Tally every line in the listing that holds the string "windows", then state the total and nothing more.

(Supplied records begins)

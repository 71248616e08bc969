//! Pairing original annotations with edited ones.
//!
//! Each layer's annotations are aligned with a minimum edit path whose
//! substitution cost reflects how different two annotations are: label
//! distance, plus disagreement of their anchors weighted by how much those
//! anchors are trusted. Long lists are aligned in overlapping windows.
//!
//! When participants, turns, utterances and words are all defined and
//! aligned, mapping is partitioned: participants first, then turns per
//! participant, utterances per turn and finally words per utterance, each
//! level only if the one above paired up completely.

use std::collections::{BTreeMap, BTreeSet};

use super::{anchor_confidence, Counterparts, Run};
use crate::edit_path::{collapse, collapse_ties, levenshtein_with, minimum_edit_path, EditComparator, EditOperation, EditStep, UniformCosts};
use crate::graph::Graph;
use crate::types::{Alignment, Annotation, AnnotationId, Confidence};

/// Cost that rules a pairing out.
pub const NO_WAY: u32 = 200;

/// Cost of turning one label into another.
///
/// Labels are compared lowercased with everything but letters and digits
/// stripped, unless that leaves nothing. Substitutions in labels of two
/// characters or fewer cost double, and the whole distance triples.
pub fn label_distance(a: &str, b: &str) -> u32 {
    if a == b {
        return 0;
    }
    let normalize = |s: &str| -> String { s.chars().filter(|c| c.is_alphanumeric()).flat_map(char::to_lowercase).collect() };
    let (mut x, mut y) = (normalize(a), normalize(b));
    if x.is_empty() || y.is_empty() {
        x = a.to_string();
        y = b.to_string();
    }
    let short = x.chars().count() <= 2 || y.chars().count() <= 2;
    let distance = if short {
        let costs = UniformCosts {
            insert: 1,
            delete: 1,
            change: 2,
        };
        levenshtein_with(&x, &y, costs) * 3
    } else {
        levenshtein_with(&x, &y, UniformCosts::default())
    };
    u32::try_from(distance).unwrap_or(u32::MAX)
}

/// Whether `b` lies within `a`.
fn span_includes(a: (f64, f64), b: (f64, f64)) -> bool {
    let within = |o: f64| a.0 <= o && o < a.1;
    within(b.0) && (within(b.1) || b.1 == a.1)
}

/// Gap between two spans; negative when they overlap or nest.
fn span_distance(a: (f64, f64), b: (f64, f64)) -> f64 {
    if span_includes(a, b) {
        return -(b.1 - b.0);
    }
    if span_includes(b, a) {
        return -(a.1 - a.0);
    }
    let difference = (a.0 - b.1).abs().min((a.1 - b.0).abs());
    if a.0 < b.1 && a.1 > b.0 {
        -difference
    } else {
        difference
    }
}

/// Largest of the start-start and end-end differences; negative when the
/// spans overlap.
fn paired_distance(a: (f64, f64), b: (f64, f64)) -> f64 {
    let difference = (a.0 - b.0).abs().max((a.1 - b.1).abs());
    if a.0 < b.1 && a.1 > b.0 {
        -difference
    } else {
        difference
    }
}

/// Substitution costs between annotations of the original and edited
/// graphs.
pub(super) struct AnnotationCosts<'g> {
    pub(super) original: &'g Graph,
    pub(super) edited: &'g Graph,
    pub(super) counterparts: &'g Counterparts,
}

impl AnnotationCosts<'_> {
    /// Extra cost for anchors that disagree.
    fn anchor_cost(&self, o: &Annotation, e: &Annotation) -> u32 {
        if o.is_instant() != e.is_instant() {
            return NO_WAY;
        }
        let (Some(ours), Some(theirs)) = (self.original.span(o), self.edited.span(e)) else {
            return 0;
        };
        let schema = self.original.schema();
        let sum = |g: &Graph, a: &Annotation| {
            f64::from(anchor_confidence(g, &a.start).value()) + f64::from(anchor_confidence(g, &a.end).value())
        };
        let mut importance =
            sum(self.original, o).min(sum(self.edited, e)) / (f64::from(Confidence::MANUAL.value()) * 2.0);
        let word_layer = schema.word_layer_id.as_deref();
        let word_like = word_layer == Some(o.layer_id.as_str())
            || schema.layer(&o.layer_id).map_or(false, |l| {
                Some(l.parent()) == word_layer && l.alignment == Alignment::Interval
            });
        if word_like {
            importance = 0.0;
        }
        if o.is_instant() {
            importance *= 2.0;
        }

        let distance = paired_distance(ours, theirs);
        if distance == 0.0 {
            return 0;
        }
        if importance > 0.0 {
            if distance > 0.0 {
                (distance * importance * 2.0) as u32
            } else {
                let mean_duration = ((ours.1 - ours.0) + (theirs.1 - theirs.0)) / 2.0;
                let magnitude = span_distance(ours, theirs).abs() / mean_duration * 3.0;
                (-distance * importance / magnitude).abs().min(f64::from(NO_WAY)) as u32
            }
        } else if distance > 0.0 {
            let durations_differ = ((ours.1 - ours.0) - (theirs.1 - theirs.0)).abs() > 10.0;
            if distance > 30.0 || durations_differ {
                NO_WAY
            } else {
                0
            }
        } else if -distance > 10.0 {
            NO_WAY
        } else {
            0
        }
    }
}

impl EditComparator<AnnotationId, AnnotationId> for AnnotationCosts<'_> {
    fn compare(&mut self, from: &AnnotationId, to: &AnnotationId) -> (u32, EditOperation) {
        let (Some(o), Some(e)) = (self.original.annotation(from), self.edited.annotation(to)) else {
            return (NO_WAY, EditOperation::Change);
        };
        let operation = if o.label == e.label {
            EditOperation::None
        } else {
            EditOperation::Change
        };
        let ours = self.counterparts.edited_of(from);
        let theirs = self.counterparts.original_of(to);
        if ours.is_some() || theirs.is_some() {
            let cost = if ours == Some(to) { 0 } else { NO_WAY };
            return (cost, operation);
        }

        let mut cost = label_distance(&o.label, &e.label);
        let schema = self.original.schema();
        let aligned_lineage = schema.layer(&o.layer_id).map_or(false, |l| l.is_aligned())
            || schema.ancestors(&o.layer_id).iter().any(|l| l.is_aligned());
        if aligned_lineage {
            cost = cost.saturating_add(self.anchor_cost(o, e));
        }
        (cost, operation)
    }
}

/// Split a list into `chunks` windows, each overlapping the next by half.
fn overlapping_chunks(list: &[AnnotationId], chunks: usize) -> Vec<Vec<AnnotationId>> {
    let half = list.len() as f64 / chunks.max(1) as f64 / 2.0;
    let mut windows: Vec<Vec<AnnotationId>> = vec![Vec::new()];
    let mut current = 0;
    let mut next: Option<usize> = None;
    for (i, id) in list.iter().enumerate() {
        if i as f64 > windows.len() as f64 * half {
            if let Some(n) = next {
                current = n;
            }
            windows.push(Vec::new());
            next = Some(windows.len() - 1);
        }
        windows[current].push(id.clone());
        if let Some(n) = next {
            windows[n].push(id.clone());
        }
    }
    // the last window is only half full
    windows.pop();
    windows
}

/// Drop everything up to and including the last element already mapped.
fn remove_leading_mapped<F: Fn(&AnnotationId) -> bool>(list: &mut Vec<AnnotationId>, mapped: F) {
    if let Some(last) = list.iter().rposition(|id| mapped(id)) {
        list.drain(..=last);
    }
}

(Supplied records ends)

Answer for this exercise:
10